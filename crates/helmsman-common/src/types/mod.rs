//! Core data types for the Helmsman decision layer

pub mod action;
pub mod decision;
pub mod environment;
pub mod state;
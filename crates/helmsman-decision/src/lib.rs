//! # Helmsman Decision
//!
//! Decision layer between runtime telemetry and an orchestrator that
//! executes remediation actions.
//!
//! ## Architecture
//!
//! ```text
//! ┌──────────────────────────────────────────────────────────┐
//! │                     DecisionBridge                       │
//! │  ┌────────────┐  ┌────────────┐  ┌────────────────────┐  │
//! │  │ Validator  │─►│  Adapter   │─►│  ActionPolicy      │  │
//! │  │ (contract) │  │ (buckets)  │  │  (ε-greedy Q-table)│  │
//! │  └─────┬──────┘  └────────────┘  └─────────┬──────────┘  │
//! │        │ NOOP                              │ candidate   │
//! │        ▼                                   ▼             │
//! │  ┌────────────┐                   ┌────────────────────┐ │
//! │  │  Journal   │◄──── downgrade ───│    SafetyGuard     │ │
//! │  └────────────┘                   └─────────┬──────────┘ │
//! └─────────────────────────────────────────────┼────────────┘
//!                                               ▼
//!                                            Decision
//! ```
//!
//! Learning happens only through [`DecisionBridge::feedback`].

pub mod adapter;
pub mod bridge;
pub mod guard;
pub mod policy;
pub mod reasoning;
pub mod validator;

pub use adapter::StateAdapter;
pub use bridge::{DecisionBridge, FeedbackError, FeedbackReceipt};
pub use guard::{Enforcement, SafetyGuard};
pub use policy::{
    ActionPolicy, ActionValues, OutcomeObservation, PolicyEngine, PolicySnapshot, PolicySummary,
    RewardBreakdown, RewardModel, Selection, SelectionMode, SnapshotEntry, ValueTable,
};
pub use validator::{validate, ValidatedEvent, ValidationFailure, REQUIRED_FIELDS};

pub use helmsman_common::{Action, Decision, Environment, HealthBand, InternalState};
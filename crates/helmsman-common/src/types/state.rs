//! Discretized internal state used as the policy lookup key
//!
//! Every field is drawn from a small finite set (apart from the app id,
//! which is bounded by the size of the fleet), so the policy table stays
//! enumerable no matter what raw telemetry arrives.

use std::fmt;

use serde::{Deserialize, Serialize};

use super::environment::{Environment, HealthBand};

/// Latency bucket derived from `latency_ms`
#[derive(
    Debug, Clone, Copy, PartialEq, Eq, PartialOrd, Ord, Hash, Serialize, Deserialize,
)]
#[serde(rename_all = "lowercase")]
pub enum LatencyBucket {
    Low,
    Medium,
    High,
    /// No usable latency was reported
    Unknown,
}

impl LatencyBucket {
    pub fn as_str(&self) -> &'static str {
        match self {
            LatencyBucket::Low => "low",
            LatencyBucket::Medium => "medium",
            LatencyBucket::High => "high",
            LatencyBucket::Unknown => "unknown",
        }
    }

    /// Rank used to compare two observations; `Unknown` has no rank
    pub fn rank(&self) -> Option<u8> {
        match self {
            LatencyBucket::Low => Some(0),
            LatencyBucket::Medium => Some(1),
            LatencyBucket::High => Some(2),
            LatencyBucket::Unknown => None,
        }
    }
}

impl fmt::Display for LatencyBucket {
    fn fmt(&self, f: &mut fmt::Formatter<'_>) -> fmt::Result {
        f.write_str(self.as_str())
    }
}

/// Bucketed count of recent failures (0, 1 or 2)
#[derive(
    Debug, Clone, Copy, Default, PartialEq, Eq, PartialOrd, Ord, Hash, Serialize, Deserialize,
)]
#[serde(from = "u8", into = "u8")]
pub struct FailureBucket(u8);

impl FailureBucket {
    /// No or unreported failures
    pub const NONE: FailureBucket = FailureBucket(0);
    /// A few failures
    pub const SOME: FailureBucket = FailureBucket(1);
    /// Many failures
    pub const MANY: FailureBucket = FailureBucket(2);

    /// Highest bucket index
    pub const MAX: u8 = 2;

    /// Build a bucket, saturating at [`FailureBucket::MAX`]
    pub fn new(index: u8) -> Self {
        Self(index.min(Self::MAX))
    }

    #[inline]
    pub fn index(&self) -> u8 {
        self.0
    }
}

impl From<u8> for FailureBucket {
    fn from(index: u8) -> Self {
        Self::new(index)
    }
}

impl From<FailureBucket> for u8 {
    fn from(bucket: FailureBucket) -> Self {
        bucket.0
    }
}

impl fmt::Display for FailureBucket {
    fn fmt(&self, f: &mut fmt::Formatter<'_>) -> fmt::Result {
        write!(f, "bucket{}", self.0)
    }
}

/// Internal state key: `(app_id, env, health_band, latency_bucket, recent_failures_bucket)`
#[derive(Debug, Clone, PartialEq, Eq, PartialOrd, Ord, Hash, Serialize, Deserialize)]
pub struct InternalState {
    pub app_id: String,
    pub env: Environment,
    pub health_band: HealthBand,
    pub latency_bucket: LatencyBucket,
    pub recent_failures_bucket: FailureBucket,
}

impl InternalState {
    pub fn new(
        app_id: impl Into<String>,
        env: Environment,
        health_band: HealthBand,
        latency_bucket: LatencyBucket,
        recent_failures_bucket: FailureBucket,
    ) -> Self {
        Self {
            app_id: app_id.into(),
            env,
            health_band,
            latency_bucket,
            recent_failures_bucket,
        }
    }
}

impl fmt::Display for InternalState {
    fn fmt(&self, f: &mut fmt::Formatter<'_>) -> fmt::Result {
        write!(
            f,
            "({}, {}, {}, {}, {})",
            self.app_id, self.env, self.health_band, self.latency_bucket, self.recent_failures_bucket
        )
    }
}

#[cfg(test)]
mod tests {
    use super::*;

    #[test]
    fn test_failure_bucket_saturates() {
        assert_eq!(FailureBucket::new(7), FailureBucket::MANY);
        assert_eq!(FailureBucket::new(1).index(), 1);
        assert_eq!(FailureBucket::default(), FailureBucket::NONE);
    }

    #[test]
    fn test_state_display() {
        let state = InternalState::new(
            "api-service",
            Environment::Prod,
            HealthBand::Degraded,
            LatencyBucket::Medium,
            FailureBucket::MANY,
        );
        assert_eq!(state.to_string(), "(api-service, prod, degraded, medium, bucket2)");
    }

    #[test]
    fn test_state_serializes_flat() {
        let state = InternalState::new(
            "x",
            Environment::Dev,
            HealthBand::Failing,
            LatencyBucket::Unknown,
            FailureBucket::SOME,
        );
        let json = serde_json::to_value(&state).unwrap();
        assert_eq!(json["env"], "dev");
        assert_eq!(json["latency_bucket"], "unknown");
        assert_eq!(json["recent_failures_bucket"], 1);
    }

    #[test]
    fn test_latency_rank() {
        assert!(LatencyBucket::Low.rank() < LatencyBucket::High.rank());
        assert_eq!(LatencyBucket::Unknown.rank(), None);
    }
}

--

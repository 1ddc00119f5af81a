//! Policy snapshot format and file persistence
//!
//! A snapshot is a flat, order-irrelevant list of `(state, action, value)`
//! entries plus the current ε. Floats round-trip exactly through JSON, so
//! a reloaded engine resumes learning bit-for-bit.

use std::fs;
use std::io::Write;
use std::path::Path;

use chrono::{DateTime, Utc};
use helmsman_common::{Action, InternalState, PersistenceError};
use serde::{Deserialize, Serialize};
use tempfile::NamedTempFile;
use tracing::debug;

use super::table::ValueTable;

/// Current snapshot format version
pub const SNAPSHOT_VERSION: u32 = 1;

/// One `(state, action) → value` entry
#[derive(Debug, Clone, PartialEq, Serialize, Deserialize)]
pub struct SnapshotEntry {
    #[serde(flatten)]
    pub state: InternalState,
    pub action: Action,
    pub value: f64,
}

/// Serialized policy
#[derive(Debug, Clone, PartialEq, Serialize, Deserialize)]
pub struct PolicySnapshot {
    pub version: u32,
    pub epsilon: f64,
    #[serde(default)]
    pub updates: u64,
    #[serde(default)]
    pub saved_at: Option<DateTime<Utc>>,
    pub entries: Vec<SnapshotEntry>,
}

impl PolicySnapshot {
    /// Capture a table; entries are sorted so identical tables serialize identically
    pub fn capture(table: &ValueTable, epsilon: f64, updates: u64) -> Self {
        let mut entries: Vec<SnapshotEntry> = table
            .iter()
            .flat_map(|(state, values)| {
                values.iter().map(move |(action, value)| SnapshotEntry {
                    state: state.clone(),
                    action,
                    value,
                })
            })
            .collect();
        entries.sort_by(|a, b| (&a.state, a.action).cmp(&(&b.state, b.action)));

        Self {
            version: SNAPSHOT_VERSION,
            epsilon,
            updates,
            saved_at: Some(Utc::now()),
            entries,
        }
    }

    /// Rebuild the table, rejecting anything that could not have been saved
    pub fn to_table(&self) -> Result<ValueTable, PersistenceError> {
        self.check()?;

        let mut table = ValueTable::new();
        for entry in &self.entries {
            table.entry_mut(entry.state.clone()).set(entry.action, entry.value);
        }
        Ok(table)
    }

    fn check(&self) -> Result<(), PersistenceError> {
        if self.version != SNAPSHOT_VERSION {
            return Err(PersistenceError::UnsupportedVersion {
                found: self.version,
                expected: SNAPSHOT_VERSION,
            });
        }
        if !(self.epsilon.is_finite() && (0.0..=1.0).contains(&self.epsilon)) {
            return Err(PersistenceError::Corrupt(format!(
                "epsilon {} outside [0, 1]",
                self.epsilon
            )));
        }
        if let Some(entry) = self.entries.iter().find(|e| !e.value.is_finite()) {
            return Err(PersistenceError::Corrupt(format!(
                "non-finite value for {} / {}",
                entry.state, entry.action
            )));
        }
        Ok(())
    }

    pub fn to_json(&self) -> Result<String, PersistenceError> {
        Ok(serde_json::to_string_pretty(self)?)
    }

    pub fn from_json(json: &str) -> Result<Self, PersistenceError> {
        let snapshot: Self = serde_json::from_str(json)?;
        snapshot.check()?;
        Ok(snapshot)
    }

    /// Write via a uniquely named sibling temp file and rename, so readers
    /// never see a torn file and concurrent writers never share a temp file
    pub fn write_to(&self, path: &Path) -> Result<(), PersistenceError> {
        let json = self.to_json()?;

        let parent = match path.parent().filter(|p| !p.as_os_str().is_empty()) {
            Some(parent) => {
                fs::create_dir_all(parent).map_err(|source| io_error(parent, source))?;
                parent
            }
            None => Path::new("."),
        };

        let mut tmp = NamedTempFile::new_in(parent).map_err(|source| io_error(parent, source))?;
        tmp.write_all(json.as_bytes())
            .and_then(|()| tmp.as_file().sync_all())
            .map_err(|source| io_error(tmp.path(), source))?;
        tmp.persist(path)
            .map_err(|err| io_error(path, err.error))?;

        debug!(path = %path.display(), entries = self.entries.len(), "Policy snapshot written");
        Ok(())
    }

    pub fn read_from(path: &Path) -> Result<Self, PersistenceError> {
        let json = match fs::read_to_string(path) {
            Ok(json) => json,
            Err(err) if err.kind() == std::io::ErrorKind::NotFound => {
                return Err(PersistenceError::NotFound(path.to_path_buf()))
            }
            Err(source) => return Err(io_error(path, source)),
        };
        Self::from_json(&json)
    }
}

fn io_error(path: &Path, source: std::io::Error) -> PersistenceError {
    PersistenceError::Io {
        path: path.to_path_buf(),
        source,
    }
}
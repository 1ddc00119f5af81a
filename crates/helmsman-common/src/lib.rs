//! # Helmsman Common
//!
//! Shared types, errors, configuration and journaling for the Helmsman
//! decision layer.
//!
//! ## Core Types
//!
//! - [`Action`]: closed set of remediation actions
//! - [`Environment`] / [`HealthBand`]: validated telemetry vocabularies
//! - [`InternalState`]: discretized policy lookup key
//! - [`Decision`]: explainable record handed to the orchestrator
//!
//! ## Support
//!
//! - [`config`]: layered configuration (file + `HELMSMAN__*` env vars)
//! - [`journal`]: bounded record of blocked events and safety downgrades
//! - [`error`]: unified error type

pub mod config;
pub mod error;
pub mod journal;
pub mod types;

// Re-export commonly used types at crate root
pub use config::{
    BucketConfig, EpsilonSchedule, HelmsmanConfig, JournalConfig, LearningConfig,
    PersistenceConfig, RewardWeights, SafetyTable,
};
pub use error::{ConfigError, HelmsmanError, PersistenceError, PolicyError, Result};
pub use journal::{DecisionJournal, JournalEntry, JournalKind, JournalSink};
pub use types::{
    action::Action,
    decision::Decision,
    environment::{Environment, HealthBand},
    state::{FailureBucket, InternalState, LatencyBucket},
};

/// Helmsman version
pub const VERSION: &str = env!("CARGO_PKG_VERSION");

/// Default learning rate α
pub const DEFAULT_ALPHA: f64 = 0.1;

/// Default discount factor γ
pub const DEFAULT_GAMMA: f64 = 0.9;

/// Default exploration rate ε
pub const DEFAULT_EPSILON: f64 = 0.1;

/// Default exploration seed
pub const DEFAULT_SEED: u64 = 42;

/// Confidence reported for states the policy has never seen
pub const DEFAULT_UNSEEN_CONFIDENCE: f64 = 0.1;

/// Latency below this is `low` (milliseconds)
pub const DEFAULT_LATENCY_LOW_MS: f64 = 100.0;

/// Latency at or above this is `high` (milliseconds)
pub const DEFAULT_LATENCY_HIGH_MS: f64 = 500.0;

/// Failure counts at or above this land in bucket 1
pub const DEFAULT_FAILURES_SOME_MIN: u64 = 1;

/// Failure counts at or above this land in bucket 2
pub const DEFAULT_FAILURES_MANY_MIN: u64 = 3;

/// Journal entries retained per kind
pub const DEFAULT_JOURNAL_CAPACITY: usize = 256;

--

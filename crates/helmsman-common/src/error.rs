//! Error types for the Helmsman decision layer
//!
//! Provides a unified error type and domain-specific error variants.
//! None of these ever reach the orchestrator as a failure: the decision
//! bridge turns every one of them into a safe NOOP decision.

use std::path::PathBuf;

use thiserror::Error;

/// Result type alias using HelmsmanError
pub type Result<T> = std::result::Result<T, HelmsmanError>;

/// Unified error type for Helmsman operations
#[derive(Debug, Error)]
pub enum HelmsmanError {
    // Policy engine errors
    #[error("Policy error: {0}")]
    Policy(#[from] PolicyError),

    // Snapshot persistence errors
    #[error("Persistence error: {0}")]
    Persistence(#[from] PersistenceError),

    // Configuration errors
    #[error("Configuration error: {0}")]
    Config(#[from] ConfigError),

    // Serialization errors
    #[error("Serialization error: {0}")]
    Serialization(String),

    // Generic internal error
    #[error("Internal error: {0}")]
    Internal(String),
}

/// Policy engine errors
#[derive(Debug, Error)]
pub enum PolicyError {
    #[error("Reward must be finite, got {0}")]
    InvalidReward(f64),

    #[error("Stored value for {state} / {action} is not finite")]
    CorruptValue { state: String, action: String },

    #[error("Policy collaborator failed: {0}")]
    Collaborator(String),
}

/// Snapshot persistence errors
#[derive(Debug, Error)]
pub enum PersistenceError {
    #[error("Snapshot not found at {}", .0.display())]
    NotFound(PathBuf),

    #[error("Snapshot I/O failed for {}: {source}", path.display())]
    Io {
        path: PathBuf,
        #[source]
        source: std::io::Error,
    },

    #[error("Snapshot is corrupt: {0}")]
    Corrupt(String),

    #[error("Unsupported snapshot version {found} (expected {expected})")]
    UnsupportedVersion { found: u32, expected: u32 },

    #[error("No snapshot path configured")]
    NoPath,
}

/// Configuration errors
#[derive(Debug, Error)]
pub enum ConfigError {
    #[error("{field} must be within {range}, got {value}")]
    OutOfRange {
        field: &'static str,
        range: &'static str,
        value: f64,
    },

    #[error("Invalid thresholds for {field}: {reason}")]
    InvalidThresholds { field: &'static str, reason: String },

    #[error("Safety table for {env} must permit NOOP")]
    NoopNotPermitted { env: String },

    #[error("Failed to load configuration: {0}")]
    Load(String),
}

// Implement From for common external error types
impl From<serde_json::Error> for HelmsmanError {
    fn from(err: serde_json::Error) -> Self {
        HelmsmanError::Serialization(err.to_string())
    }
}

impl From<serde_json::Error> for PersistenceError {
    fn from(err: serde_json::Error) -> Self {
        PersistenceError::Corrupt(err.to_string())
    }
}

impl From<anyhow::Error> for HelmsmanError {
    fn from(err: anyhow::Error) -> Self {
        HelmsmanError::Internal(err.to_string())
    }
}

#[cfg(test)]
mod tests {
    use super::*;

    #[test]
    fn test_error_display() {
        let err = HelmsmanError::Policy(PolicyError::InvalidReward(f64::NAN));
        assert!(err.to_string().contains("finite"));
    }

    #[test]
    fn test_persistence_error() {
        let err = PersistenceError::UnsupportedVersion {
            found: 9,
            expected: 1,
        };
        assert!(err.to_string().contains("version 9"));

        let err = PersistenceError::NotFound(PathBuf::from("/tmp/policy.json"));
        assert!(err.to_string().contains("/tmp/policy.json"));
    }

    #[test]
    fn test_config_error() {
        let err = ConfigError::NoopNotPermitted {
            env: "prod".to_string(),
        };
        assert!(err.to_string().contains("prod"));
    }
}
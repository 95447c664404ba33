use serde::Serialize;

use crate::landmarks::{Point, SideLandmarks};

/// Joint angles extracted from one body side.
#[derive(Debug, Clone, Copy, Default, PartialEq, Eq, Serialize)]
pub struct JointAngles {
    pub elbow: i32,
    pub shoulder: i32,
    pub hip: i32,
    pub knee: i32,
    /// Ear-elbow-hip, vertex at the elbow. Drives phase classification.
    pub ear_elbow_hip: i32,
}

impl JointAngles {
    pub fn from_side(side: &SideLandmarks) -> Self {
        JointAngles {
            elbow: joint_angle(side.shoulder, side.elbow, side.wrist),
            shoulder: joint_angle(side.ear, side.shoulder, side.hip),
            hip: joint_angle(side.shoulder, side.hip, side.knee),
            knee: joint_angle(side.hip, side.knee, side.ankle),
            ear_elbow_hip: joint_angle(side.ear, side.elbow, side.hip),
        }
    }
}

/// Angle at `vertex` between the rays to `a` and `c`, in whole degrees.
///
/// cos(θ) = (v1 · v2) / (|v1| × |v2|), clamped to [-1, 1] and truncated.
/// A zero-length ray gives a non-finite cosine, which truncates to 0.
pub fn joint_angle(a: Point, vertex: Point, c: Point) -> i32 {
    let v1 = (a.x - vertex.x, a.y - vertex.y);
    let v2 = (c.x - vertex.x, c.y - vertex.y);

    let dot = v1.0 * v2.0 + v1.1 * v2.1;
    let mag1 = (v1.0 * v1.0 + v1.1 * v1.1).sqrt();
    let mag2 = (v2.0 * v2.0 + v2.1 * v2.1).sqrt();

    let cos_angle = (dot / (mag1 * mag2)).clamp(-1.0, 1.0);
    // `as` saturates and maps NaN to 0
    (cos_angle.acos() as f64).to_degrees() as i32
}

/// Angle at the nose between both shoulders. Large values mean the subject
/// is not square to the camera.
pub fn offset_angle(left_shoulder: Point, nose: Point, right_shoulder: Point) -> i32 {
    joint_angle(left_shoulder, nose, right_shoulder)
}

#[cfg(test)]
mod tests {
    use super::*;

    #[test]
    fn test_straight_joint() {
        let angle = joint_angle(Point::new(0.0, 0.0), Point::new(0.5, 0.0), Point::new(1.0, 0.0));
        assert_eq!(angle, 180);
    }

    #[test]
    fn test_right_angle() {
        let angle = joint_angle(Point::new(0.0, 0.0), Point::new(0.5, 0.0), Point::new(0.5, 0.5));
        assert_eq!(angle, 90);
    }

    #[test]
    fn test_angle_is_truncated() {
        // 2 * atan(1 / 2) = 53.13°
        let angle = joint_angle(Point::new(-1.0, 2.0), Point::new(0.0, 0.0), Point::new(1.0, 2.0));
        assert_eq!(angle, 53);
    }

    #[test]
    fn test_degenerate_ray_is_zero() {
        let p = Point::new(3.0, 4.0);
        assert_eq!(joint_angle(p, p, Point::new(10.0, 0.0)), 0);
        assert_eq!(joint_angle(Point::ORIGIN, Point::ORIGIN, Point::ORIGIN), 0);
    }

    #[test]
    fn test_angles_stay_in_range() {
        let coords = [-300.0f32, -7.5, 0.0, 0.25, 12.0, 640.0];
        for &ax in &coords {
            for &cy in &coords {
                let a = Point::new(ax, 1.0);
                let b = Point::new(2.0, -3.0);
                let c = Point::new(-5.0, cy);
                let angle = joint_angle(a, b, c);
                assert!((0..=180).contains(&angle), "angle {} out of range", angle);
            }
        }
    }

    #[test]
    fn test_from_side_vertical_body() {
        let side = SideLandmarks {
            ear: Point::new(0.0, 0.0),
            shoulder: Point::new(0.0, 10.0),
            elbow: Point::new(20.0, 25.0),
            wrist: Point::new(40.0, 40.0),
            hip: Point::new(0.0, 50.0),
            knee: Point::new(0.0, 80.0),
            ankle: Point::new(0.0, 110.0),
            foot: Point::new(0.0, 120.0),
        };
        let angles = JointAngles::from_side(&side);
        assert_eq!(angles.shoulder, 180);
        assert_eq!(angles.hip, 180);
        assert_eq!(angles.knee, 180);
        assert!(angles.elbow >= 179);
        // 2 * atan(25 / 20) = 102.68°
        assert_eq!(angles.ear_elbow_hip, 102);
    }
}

▸ ABOUT THIS EXERCISE
Each line in the listing that contains "knee" should be returned.

▸ ANSWER TO THIS EXERCISE
    pub knee: i32,
            hip: joint_angle(side.shoulder, side.hip, side.knee),
            knee: joint_angle(side.hip, side.knee, side.ankle),
            knee: Point::new(0.0, 80.0),
        assert_eq!(angles.knee, 180);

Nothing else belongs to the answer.